■ **Problem**
When a line of the records below contains the string "impl", copy that whole line.

Records from a dataset:
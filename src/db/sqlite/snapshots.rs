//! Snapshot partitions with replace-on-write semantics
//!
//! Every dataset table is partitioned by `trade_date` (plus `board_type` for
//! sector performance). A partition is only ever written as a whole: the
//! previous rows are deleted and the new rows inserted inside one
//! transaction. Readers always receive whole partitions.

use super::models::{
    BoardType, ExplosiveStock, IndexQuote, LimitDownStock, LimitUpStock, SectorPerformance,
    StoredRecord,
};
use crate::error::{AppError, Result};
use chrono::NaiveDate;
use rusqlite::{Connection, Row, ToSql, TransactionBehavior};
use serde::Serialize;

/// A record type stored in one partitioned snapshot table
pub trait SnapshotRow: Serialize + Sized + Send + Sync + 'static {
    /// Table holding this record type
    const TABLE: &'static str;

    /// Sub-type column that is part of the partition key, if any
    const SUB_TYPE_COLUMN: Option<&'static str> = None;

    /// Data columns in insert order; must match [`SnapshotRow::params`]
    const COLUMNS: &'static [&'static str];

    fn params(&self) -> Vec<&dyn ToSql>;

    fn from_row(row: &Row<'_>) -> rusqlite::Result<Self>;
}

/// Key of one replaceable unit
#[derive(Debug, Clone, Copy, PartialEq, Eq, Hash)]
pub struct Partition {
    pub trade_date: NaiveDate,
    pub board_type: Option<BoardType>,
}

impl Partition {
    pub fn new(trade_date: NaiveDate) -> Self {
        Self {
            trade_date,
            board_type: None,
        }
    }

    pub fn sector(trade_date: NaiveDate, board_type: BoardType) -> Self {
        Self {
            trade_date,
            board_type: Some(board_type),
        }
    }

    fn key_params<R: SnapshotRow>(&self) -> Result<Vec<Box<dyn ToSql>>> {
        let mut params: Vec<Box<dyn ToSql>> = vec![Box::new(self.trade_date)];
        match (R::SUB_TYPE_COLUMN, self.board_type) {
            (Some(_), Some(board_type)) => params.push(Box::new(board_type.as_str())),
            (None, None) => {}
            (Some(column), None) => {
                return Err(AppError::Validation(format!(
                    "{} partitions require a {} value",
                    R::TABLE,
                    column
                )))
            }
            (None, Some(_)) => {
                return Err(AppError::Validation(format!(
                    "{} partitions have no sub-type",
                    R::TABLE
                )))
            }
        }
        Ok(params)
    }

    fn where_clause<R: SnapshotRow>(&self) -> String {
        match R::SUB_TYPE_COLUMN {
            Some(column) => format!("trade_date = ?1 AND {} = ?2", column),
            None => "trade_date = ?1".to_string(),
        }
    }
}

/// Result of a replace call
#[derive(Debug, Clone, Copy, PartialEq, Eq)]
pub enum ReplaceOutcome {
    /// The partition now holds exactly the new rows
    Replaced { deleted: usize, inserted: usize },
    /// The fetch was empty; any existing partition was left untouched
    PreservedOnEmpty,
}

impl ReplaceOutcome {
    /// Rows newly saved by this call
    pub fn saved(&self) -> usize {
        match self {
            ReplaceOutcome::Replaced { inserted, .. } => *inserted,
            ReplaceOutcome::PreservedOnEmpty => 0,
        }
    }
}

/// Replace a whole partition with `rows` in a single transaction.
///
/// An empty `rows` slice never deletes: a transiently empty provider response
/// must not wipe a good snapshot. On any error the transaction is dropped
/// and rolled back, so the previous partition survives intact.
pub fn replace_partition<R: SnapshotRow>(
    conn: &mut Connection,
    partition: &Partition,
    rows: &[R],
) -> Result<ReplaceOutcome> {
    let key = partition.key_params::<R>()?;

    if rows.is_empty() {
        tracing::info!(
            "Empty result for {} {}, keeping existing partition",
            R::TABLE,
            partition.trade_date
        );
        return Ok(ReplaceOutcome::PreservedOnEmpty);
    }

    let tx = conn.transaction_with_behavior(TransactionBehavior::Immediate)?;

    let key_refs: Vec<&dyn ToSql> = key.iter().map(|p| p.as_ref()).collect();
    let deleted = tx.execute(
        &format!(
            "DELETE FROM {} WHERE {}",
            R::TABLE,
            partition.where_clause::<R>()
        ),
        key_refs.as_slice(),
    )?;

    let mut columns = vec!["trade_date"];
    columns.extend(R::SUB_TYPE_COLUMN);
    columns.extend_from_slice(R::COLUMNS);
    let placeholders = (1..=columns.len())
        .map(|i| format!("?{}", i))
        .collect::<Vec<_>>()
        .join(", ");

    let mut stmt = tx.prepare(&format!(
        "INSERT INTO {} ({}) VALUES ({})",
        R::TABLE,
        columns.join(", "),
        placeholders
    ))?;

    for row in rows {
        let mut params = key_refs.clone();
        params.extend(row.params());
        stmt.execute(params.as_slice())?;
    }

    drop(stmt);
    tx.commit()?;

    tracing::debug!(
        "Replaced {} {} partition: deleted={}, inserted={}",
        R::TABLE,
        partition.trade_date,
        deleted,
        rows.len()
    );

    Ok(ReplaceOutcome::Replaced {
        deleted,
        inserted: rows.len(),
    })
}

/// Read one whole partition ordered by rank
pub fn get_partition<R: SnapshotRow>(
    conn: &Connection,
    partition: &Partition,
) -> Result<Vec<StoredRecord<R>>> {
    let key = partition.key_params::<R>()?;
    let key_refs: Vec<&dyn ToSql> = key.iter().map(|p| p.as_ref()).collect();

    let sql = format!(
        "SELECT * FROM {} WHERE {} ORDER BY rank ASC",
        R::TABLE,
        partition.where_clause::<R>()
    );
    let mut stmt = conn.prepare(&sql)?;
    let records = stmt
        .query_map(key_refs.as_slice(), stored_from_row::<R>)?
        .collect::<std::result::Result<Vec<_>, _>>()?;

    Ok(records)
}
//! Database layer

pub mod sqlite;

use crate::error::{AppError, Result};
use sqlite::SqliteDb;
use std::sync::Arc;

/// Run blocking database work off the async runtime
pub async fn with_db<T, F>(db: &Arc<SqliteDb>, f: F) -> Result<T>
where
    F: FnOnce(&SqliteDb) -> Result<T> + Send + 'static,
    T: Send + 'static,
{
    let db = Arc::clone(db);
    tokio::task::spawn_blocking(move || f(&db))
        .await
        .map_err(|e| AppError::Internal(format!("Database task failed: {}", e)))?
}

■ **Reply to the task**
impl Partition {
impl ReplaceOutcome {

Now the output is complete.